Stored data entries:
[Start of section]
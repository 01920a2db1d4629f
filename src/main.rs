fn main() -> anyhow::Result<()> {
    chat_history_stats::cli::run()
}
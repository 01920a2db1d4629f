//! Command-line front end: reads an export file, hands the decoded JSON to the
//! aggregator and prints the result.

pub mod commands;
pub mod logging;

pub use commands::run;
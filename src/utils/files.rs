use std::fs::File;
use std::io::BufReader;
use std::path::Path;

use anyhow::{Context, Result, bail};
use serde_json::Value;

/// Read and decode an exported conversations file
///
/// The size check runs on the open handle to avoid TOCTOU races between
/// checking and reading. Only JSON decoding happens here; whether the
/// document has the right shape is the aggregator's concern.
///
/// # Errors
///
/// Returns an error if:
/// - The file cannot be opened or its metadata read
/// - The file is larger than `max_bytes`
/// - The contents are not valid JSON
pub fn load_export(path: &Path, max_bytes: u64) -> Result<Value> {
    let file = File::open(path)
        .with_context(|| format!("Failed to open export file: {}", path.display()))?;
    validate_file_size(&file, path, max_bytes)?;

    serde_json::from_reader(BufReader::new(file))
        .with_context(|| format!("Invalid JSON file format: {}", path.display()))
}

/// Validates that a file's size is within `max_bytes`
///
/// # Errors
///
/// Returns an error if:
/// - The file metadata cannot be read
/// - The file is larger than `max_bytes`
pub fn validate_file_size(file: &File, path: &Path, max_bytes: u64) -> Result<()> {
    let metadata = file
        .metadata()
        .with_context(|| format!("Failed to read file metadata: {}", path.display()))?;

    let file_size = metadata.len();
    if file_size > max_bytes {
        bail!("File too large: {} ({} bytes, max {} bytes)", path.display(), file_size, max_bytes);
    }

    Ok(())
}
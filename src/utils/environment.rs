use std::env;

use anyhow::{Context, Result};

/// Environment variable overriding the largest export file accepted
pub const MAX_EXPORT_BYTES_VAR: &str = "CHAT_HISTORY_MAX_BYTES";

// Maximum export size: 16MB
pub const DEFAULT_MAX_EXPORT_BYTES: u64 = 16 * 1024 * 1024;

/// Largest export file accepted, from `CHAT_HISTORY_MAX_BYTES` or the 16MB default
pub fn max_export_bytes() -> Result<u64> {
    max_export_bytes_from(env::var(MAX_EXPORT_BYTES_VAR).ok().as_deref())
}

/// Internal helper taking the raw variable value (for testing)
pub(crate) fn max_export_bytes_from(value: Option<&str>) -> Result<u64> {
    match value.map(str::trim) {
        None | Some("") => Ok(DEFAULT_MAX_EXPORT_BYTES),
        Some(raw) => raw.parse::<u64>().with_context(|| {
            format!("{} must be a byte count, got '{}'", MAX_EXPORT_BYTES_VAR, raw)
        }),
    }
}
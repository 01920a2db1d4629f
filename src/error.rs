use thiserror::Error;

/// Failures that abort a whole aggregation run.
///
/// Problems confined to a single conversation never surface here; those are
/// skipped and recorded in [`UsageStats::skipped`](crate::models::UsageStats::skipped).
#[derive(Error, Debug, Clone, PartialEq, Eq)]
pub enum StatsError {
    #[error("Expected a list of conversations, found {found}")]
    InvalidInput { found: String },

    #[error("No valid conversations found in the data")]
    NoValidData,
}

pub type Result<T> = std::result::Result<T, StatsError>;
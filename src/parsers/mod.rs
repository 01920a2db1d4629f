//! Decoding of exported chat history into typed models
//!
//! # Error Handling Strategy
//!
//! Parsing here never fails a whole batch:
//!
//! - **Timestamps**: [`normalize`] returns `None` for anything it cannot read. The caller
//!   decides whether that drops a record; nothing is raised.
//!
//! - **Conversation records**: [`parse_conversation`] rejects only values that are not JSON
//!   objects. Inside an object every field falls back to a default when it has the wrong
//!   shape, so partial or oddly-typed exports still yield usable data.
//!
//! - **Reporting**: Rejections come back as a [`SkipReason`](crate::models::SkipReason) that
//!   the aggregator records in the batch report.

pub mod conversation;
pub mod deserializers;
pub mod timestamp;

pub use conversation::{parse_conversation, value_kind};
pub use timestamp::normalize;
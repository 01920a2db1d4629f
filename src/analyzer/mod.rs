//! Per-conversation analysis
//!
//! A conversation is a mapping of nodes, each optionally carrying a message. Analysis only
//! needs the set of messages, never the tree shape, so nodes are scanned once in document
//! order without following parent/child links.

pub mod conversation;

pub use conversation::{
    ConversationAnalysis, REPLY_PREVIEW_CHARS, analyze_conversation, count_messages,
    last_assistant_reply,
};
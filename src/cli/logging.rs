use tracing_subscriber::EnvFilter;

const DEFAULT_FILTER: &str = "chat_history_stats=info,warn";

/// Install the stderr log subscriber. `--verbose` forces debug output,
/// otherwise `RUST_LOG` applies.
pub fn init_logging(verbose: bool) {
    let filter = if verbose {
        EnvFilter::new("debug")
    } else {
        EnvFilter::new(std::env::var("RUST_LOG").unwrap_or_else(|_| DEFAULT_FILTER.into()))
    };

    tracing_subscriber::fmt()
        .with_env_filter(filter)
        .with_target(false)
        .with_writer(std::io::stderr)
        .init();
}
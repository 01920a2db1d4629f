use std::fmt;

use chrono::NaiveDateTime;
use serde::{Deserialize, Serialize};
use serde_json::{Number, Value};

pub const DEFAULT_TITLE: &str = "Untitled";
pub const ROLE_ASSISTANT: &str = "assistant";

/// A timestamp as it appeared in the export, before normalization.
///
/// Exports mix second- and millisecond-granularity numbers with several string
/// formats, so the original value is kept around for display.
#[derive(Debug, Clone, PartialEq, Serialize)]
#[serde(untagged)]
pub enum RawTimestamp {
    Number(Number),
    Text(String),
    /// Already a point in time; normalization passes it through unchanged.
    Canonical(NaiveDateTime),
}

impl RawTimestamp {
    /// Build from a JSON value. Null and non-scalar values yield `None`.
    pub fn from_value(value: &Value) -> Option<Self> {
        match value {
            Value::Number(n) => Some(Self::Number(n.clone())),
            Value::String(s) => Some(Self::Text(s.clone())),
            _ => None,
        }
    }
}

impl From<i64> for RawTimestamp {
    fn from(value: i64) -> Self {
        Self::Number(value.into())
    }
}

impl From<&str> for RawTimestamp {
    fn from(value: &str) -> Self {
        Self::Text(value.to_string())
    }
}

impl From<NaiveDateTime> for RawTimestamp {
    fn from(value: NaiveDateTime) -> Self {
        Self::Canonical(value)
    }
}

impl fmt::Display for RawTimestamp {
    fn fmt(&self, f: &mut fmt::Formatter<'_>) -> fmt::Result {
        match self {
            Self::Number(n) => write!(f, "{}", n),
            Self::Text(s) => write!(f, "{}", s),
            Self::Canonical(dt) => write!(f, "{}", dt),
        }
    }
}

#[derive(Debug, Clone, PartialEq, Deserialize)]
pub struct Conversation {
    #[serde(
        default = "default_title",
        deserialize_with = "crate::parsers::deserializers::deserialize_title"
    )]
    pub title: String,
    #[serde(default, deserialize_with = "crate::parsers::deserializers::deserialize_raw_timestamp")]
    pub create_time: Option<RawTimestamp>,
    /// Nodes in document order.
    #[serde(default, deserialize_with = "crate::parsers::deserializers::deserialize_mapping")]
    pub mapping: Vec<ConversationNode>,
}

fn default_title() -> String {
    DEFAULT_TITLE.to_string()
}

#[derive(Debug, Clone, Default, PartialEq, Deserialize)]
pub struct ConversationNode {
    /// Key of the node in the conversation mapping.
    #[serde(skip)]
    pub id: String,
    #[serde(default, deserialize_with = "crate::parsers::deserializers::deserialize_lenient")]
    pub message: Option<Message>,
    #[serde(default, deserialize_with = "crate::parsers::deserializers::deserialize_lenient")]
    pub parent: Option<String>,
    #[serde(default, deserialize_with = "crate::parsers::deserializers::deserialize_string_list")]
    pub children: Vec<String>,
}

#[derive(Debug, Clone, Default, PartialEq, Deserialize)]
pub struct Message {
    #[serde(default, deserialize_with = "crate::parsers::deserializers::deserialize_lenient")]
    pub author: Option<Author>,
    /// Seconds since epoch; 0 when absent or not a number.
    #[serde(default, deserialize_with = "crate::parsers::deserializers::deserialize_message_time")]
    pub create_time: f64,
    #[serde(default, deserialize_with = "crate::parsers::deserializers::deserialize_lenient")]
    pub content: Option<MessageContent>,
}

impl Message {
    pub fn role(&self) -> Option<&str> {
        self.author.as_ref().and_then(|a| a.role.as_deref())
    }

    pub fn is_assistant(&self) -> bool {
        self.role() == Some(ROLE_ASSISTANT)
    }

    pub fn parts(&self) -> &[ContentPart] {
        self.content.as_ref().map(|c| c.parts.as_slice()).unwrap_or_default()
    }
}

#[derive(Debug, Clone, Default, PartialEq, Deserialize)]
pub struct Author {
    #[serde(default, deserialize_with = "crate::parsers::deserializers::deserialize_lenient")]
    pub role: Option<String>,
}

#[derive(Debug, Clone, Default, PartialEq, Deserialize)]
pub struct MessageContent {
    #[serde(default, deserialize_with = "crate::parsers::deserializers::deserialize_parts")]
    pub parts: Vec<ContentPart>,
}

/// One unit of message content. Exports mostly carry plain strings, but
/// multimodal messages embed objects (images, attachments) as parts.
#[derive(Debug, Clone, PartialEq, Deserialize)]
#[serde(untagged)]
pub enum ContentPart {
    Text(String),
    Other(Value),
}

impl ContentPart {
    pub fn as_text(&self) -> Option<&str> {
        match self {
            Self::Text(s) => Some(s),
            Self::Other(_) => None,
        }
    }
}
[End of section]
§ **YOUR ASSIGNMENT**
Among the preceding records, how many lines include the word "impl"? Reply with the number only.

§ **SOLUTION TO THIS PROBLEM**
7